Face au Retable de Grünewald
Les sonates du mystère du Rosaire furent composées en 1674 à
Salzbourg par Karl Ignaz Biber, le compositeur attaché à la cour
de l'archevêque, qui a été un des grands violonistes de
son temps. Les cinq sonates entendues - le cycle en comporte quinze - font référence
dans leurs titres à la sueur du Christ, à sa flagellation, à
la couronne d'épines, au portement de la croix et à la crucifixion
- ce qui, face au chef-d'oeuvre de Matthias Grünewald, donnait une singulière
force à la complémentarité du regard et de l'écoute
sur un même sujet de méditation.

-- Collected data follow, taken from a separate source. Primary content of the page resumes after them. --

//! Encoder families and tagging schemes selectable from a config file.

use std::fmt;
use std::str::FromStr;

use serde::{Deserialize, Serialize};
use spanlink_codec::DecodeConfig;

use crate::ConfigError;

/// Pretrained encoder family.
#[derive(Debug, Clone, Copy, PartialEq, Eq, Hash, Serialize, Deserialize, Default)]
#[serde(rename_all = "kebab-case")]
pub enum ModelType {
    #[default]
    Bert,
    Ernie,
    Roformer,
    Nezha,
    Albert,
    Xlnet,
    ChineseBert,
}

/// Tokenizer a model family is trained with.
#[derive(Debug, Clone, Copy, PartialEq, Eq, Hash)]
pub enum TokenizerFamily {
    WordPiece,
    SentencePiece,
    /// Char-level fast tokenizer shipped with ChineseBERT checkpoints.
    ChineseBert,
}

impl ModelType {
    pub const ALL: [ModelType; 7] = [
        ModelType::Bert,
        ModelType::Ernie,
        ModelType::Roformer,
        ModelType::Nezha,
        ModelType::Albert,
        ModelType::Xlnet,
        ModelType::ChineseBert,
    ];

    pub fn name(self) -> &'static str {
        match self {
            ModelType::Bert => "bert",
            ModelType::Ernie => "ernie",
            ModelType::Roformer => "roformer",
            ModelType::Nezha => "nezha",
            ModelType::Albert => "albert",
            ModelType::Xlnet => "xlnet",
            ModelType::ChineseBert => "chinese-bert",
        }
    }

    pub fn tokenizer_family(self) -> TokenizerFamily {
        match self {
            ModelType::Bert | ModelType::Ernie | ModelType::Roformer | ModelType::Nezha => TokenizerFamily::WordPiece,
            ModelType::Albert | ModelType::Xlnet => TokenizerFamily::SentencePiece,
            ModelType::ChineseBert => TokenizerFamily::ChineseBert,
        }
    }
}

impl fmt::Display for ModelType {
    fn fmt(&self, f: &mut fmt::Formatter<'_>) -> fmt::Result {
        f.write_str(self.name())
    }
}

impl FromStr for ModelType {
    type Err = ConfigError;

    fn from_str(s: &str) -> Result<Self, Self::Err> {
        let wanted = s.trim().to_ascii_lowercase();
        ModelType::ALL
            .into_iter()
            .find(|m| m.name() == wanted)
            .ok_or_else(|| ConfigError::UnknownModelType(s.to_string()))
    }
}

/// Tagging scheme of the task head.
#[derive(Debug, Clone, Copy, PartialEq, Eq, Hash, Serialize, Deserialize, Default)]
pub enum Scheme {
    #[default]
    #[serde(rename = "handshaking")]
    HandshakingNer,
    #[serde(rename = "gplinker")]
    GpLinker,
    #[serde(rename = "grte")]
    Grte,
    #[serde(rename = "pfn")]
    Pfn,
    #[serde(rename = "tplinker_plus")]
    TpLinkerPlus,
    #[serde(rename = "gplinker_event")]
    GpLinkerEvent,
    #[serde(rename = "pointer")]
    Pointer,
    #[serde(rename = "classification")]
    Classification,
}

impl Scheme {
    /// Decode threshold a scheme uses when the config sets none.
    ///
    /// Pointer and PFN heads emit probabilities, the rest emit logits.
    pub fn default_decode(self) -> DecodeConfig {
        match self {
            Scheme::Pointer | Scheme::Pfn => DecodeConfig::probabilities(),
            _ => DecodeConfig::default(),
        }
    }

    pub fn is_relation(self) -> bool {
        matches!(self, Scheme::GpLinker | Scheme::Grte | Scheme::Pfn | Scheme::TpLinkerPlus)
    }
}

#[cfg(test)]
mod tests {
    use super::*;

    #[test]
    fn test_model_type_parsing() {
        assert_eq!("bert".parse::<ModelType>().unwrap(), ModelType::Bert);
        assert_eq!("Chinese-Bert".parse::<ModelType>().unwrap(), ModelType::ChineseBert);
        assert!(matches!("gpt".parse::<ModelType>(), Err(ConfigError::UnknownModelType(_))));
        for m in ModelType::ALL {
            assert_eq!(m.to_string().parse::<ModelType>().unwrap(), m);
        }
    }

    #[test]
    fn test_tokenizer_families() {
        assert_eq!(ModelType::Nezha.tokenizer_family(), TokenizerFamily::WordPiece);
        assert_eq!(ModelType::Xlnet.tokenizer_family(), TokenizerFamily::SentencePiece);
        assert_eq!(ModelType::ChineseBert.tokenizer_family(), TokenizerFamily::ChineseBert);
    }

    #[test]
    fn test_pointer_decodes_probabilities() {
        assert_eq!(Scheme::Pointer.default_decode().threshold, 0.5);
        assert_eq!(Scheme::Grte.default_decode().threshold, 0.0);
        assert!(Scheme::TpLinkerPlus.is_relation());
        assert!(!Scheme::GpLinkerEvent.is_relation());
    }
}
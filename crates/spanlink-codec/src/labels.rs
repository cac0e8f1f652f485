//! Label spaces and their explicit two-phase preparation.
//!
//! A [`LabelRegistry`] starts empty and must be prepared from a dataset (or
//! an explicit label list) before any encoder or decoder is built from it.
//! Reading an unprepared registry is an error, never a silent recovery.

use std::collections::HashMap;

use serde::{Deserialize, Serialize};
use tracing::info;

use crate::{CodecError, Result};

/// Role name reserved for event triggers.
pub const TRIGGER_ROLE: &str = "触发词";

/// Separator between event type and role in event role labels.
pub const ROLE_SEPARATOR: char = '+';

/// Build the namespaced role label `event_type + "+" + role`.
pub fn event_role_label(event_type: &str, role: &str) -> String {
    format!("{event_type}{ROLE_SEPARATOR}{role}")
}

/// Split a namespaced role label back into `(event_type, role)`.
pub fn split_event_role(label: &str) -> (&str, &str) {
    label.split_once(ROLE_SEPARATOR).unwrap_or((label, ""))
}

/// A sorted, deduplicated set of label names with dense ids.
#[derive(Debug, Clone, PartialEq, Eq, Serialize, Deserialize)]
#[serde(from = "Vec<String>", into = "Vec<String>")]
pub struct LabelSpace {
    labels: Vec<String>,
    index: HashMap<String, usize>,
}

impl LabelSpace {
    /// Build a label space; names are sorted and deduplicated so ids are stable.
    pub fn from_labels<I, S>(labels: I) -> Self
    where
        I: IntoIterator<Item = S>,
        S: Into<String>,
    {
        let mut labels: Vec<String> = labels.into_iter().map(Into::into).collect();
        labels.sort();
        labels.dedup();
        let index = labels
            .iter()
            .enumerate()
            .map(|(i, l)| (l.clone(), i))
            .collect();
        Self { labels, index }
    }

    pub fn id(&self, label: &str) -> Option<usize> {
        self.index.get(label).copied()
    }

    pub fn require_id(&self, label: &str) -> Result<usize> {
        self.id(label)
            .ok_or_else(|| CodecError::UnknownLabel(label.to_string()))
    }

    pub fn name(&self, id: usize) -> Option<&str> {
        self.labels.get(id).map(String::as_str)
    }

    pub fn len(&self) -> usize {
        self.labels.len()
    }

    pub fn is_empty(&self) -> bool {
        self.labels.is_empty()
    }

    pub fn names(&self) -> &[String] {
        &self.labels
    }

    /// `label -> id` map, as handed to model configs.
    pub fn label_to_id(&self) -> HashMap<String, usize> {
        self.index.clone()
    }
}

impl From<Vec<String>> for LabelSpace {
    fn from(labels: Vec<String>) -> Self {
        Self::from_labels(labels)
    }
}

impl From<LabelSpace> for Vec<String> {
    fn from(space: LabelSpace) -> Self {
        space.labels
    }
}

/// Holder of a label space that has to be prepared before use.
#[derive(Debug, Clone, Default)]
pub struct LabelRegistry {
    space: Option<LabelSpace>,
}

impl LabelRegistry {
    pub fn new() -> Self {
        Self::default()
    }

    /// Prepare the label space from label names collected from a dataset.
    pub fn prepare<I, S>(&mut self, labels: I) -> &LabelSpace
    where
        I: IntoIterator<Item = S>,
        S: Into<String>,
    {
        let space = LabelSpace::from_labels(labels);
        info!("Prepared label space with {} labels", space.len());
        self.space.insert(space)
    }

    /// Prepare from an already-built space.
    pub fn prepare_with(&mut self, space: LabelSpace) -> &LabelSpace {
        info!("Prepared label space with {} labels", space.len());
        self.space.insert(space)
    }

    pub fn is_prepared(&self) -> bool {
        self.space.is_some()
    }

    /// The prepared space; fails with [`CodecError::LabelsNotPrepared`] otherwise.
    pub fn get(&self) -> Result<&LabelSpace> {
        self.space.as_ref().ok_or(CodecError::LabelsNotPrepared)
    }
}

#[cfg(test)]
mod tests {
    use super::*;

    #[test]
    fn test_label_space_is_sorted_and_deduplicated() {
        let space = LabelSpace::from_labels(["PER", "LOC", "PER", "ORG"]);
        assert_eq!(space.names(), &["LOC", "ORG", "PER"]);
        assert_eq!(space.id("ORG"), Some(1));
        assert_eq!(space.name(2), Some("PER"));
        assert!(space.require_id("MISC").is_err());
    }

    #[test]
    fn test_unprepared_registry_is_an_error() {
        let mut registry = LabelRegistry::new();
        assert!(matches!(registry.get(), Err(CodecError::LabelsNotPrepared)));

        registry.prepare(vec!["b".to_string(), "a".to_string()]);
        assert_eq!(registry.get().unwrap().id("a"), Some(0));
    }

    #[test]
    fn test_event_role_labels() {
        let label = event_role_label("地震", TRIGGER_ROLE);
        assert_eq!(label, "地震+触发词");
        assert_eq!(split_event_role(&label), ("地震", TRIGGER_ROLE));
    }

    #[test]
    fn test_label_space_serde_as_list() {
        let space = LabelSpace::from_labels(["b", "a"]);
        let json = serde_json::to_string(&space).unwrap();
        assert_eq!(json, r#"["a","b"]"#);
        let back: LabelSpace = serde_json::from_str(&json).unwrap();
        assert_eq!(back, space);
    }
}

L'oeuvre de Biber reste purement
instrumentale. Le violon y illustre toute la virtuosité de son temps
: doubles cordes, polyphonies amorcées et changements d'accord des cordes,
choix de tonalités différentes. La Passacaille pour violon seul
de Biber, qui clôturait le programme, mais ne fait pas - à vrai
dire - partie du Rosaire, annonçait déjà les partitas de
Bach. Mais, point commun, la forme de chaque sonate se décline sur des
rythmes des suites de danses, de la sarabande à la gigue. La spéculation
musicale est comme le pendant à la spiritualité du propos. Le
magnifique trait de l'archet de Letzbor, la pureté et la fermeté
de son jeu trouvaient une très vivante réplique, claire et vigoureuse
souvent, dans l'écrin que lui fournissaient les autres instruments de
la basse. Des motets pour la Passion de Caccini, Cazzati, Carissimi, des générations
précédentes, ou de Georg Christoph Bach, contemporain de Biber
et oncle de Jean Sébastien, signalaient, dans une cohésion qui
voulait éviter les ruptures d'inspiration, l'influence italienne dans
la musique autrichienne. Le chant d'Andreas Lebeda sut, pour sa part, s'y déployer
en ampleur jusque dans le profond grave. Le baroque, côté Contre-Réforme
comme côté protestant, demande à la musique de s'incarner.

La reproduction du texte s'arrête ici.